Without further comment, state how many lines in the listing below contain the word "ByteStream".

+---+

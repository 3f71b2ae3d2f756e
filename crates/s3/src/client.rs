//! S3 store implementation
//!
//! Wraps aws-sdk-s3 and implements the ObjectStore trait from vault-core
//! against a single bucket.

use std::time::Duration;

use async_trait::async_trait;
use aws_sdk_s3::error::{ProvideErrorMetadata, SdkError};
use aws_sdk_s3::presigning::PresigningConfig;
use aws_sdk_s3::primitives::ByteStream;
use aws_sdk_s3::types::{Delete, ObjectIdentifier};

use vault_core::{
    BatchDeleteResult, Error, FailedKey, ListPage, ObjectStore, Profile, Result, StoreEntry,
};

/// Keys requested per list call
const LIST_PAGE_SIZE: i32 = 1000;

/// S3 client bound to one bucket
pub struct S3Store {
    inner: aws_sdk_s3::Client,
    bucket: String,
}

impl S3Store {
    /// Create a new S3 store from a profile
    pub async fn new(profile: &Profile) -> Result<Self> {
        let credentials = aws_credential_types::Credentials::new(
            profile.access_key.clone(),
            profile.secret_key.clone(),
            None, // session token
            None, // expiry
            "vault-static-credentials",
        );

        let config = aws_config::defaults(aws_config::BehaviorVersion::latest())
            .credentials_provider(credentials)
            .region(aws_config::Region::new(profile.region.clone()))
            .endpoint_url(&profile.endpoint)
            .load()
            .await;

        // Path-style addressing for S3-compatible backends
        let s3_config = aws_sdk_s3::config::Builder::from(&config)
            .force_path_style(profile.path_style())
            .build();

        tracing::debug!(
            endpoint = %profile.endpoint,
            bucket = %profile.bucket,
            "created S3 client"
        );

        Ok(Self::from_client(
            aws_sdk_s3::Client::from_conf(s3_config),
            profile.bucket.clone(),
        ))
    }

    /// Wrap an existing SDK client
    pub fn from_client(client: aws_sdk_s3::Client, bucket: impl Into<String>) -> Self {
        Self {
            inner: client,
            bucket: bucket.into(),
        }
    }
}

/// Entry for an object just written
///
/// PutObject does not report a modification time, so `last_modified` stays
/// unset until the next listing supplies it.
fn uploaded_entry(key: &str, size: i64, etag: Option<String>) -> StoreEntry {
    let mut entry = StoreEntry::marker(key);
    if !(key.ends_with('/') && size == 0) {
        entry.size = Some(size);
    }
    entry.etag = etag;
    entry
}

/// Map an SDK error onto the core error taxonomy
fn map_sdk_error<E, R>(err: SdkError<E, R>, key: &str) -> Error
where
    E: ProvideErrorMetadata + std::error::Error + Send + Sync + 'static,
    R: std::fmt::Debug,
{
    match err.code() {
        Some("NoSuchKey") | Some("NotFound") => Error::NotFound(key.to_string()),
        Some("NoSuchBucket") => Error::NotFound(format!("bucket for {key}")),
        Some("AccessDenied") | Some("InvalidAccessKeyId") | Some("SignatureDoesNotMatch") => {
            Error::Unauthorized(format!("store denied access to {key}"))
        }
        _ => Error::StoreUnavailable(format!("{key}: {}", display_sdk_error(&err))),
    }
}

fn display_sdk_error<E, R>(err: &SdkError<E, R>) -> String
where
    E: ProvideErrorMetadata + std::error::Error + Send + Sync + 'static,
    R: std::fmt::Debug,
{
    match err.message() {
        Some(msg) => msg.to_string(),
        None => err.to_string(),
    }
}

fn to_timestamp(dt: &aws_smithy_types::DateTime) -> Option<jiff::Timestamp> {
    jiff::Timestamp::from_second(dt.secs()).ok()
}

fn presigning_config(expires_in: Duration) -> Result<PresigningConfig> {
    PresigningConfig::expires_in(expires_in)
        .map_err(|e| Error::General(format!("invalid presign expiry: {e}")))
}

#[async_trait]
impl ObjectStore for S3Store {
    async fn list_page(
        &self,
        prefix: &str,
        continuation_token: Option<String>,
    ) -> Result<ListPage> {
        let response = self
            .inner
            .list_objects_v2()
            .bucket(&self.bucket)
            .prefix(prefix)
            .max_keys(LIST_PAGE_SIZE)
            .set_continuation_token(continuation_token)
            .send()
            .await
            .map_err(|e| map_sdk_error(e, prefix))?;

        let entries = response
            .contents()
            .iter()
            .filter_map(|object| {
                let key = object.key()?.to_string();
                let is_marker = key.ends_with('/') && object.size().unwrap_or(0) == 0;
                Some(StoreEntry {
                    size: if is_marker { None } else { object.size() },
                    last_modified: if is_marker {
                        None
                    } else {
                        object.last_modified().and_then(to_timestamp)
                    },
                    etag: object.e_tag().map(|t| t.trim_matches('"').to_string()),
                    key,
                })
            })
            .collect();

        let continuation_token = if response.is_truncated().unwrap_or(false) {
            response.next_continuation_token().map(|s| s.to_string())
        } else {
            None
        };

        Ok(ListPage {
            entries,
            continuation_token,
        })
    }

    async fn put_object(
        &self,
        key: &str,
        data: Vec<u8>,
        content_type: Option<String>,
    ) -> Result<StoreEntry> {
        let size = data.len() as i64;

        let response = self
            .inner
            .put_object()
            .bucket(&self.bucket)
            .key(key)
            .body(ByteStream::from(data))
            .set_content_type(content_type)
            .send()
            .await
            .map_err(|e| map_sdk_error(e, key))?;

        let etag = response.e_tag().map(|t| t.trim_matches('"').to_string());
        Ok(uploaded_entry(key, size, etag))
    }

    async fn presign_get(
        &self,
        key: &str,
        expires_in: Duration,
        content_disposition: Option<String>,
    ) -> Result<String> {
        let presigned = self
            .inner
            .get_object()
            .bucket(&self.bucket)
            .key(key)
            .set_response_content_disposition(content_disposition)
            .presigned(presigning_config(expires_in)?)
            .await
            .map_err(|e| map_sdk_error(e, key))?;

        Ok(presigned.uri().to_string())
    }

    async fn presign_put(
        &self,
        key: &str,
        content_type: &str,
        expires_in: Duration,
    ) -> Result<String> {
        let presigned = self
            .inner
            .put_object()
            .bucket(&self.bucket)
            .key(key)
            .content_type(content_type)
            .presigned(presigning_config(expires_in)?)
            .await
            .map_err(|e| map_sdk_error(e, key))?;

        Ok(presigned.uri().to_string())
    }

    async fn delete_object(&self, key: &str) -> Result<()> {
        self.inner
            .delete_object()
            .bucket(&self.bucket)
            .key(key)
            .send()
            .await
            .map_err(|e| map_sdk_error(e, key))?;

        Ok(())
    }

    async fn delete_objects(&self, keys: Vec<String>) -> Result<BatchDeleteResult> {
        if keys.is_empty() {
            return Ok(BatchDeleteResult::default());
        }

        let objects = keys
            .iter()
            .map(|k| {
                ObjectIdentifier::builder()
                    .key(k)
                    .build()
                    .map_err(|e| Error::General(e.to_string()))
            })
            .collect::<Result<Vec<_>>>()?;

        let delete = Delete::builder()
            .set_objects(Some(objects))
            .quiet(false)
            .build()
            .map_err(|e| Error::General(e.to_string()))?;

        let first = keys.first().map(String::as_str).unwrap_or_default();
        let response = self
            .inner
            .delete_objects()
            .bucket(&self.bucket)
            .delete(delete)
            .send()
            .await
            .map_err(|e| map_sdk_error(e, first))?;

        let deleted = response
            .deleted()
            .iter()
            .filter_map(|d| d.key().map(|k| k.to_string()))
            .collect();

        let errors: Vec<FailedKey> = response
            .errors()
            .iter()
            .map(|e| FailedKey {
                key: e.key().unwrap_or_default().to_string(),
                code: e.code().map(|c| c.to_string()),
                message: e.message().unwrap_or("delete failed").to_string(),
            })
            .collect();

        if !errors.is_empty() {
            tracing::warn!(
                bucket = %self.bucket,
                failed = errors.len(),
                "bulk delete reported per-key errors"
            );
        }

        Ok(BatchDeleteResult { deleted, errors })
    }
}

+---+

Written answer: 2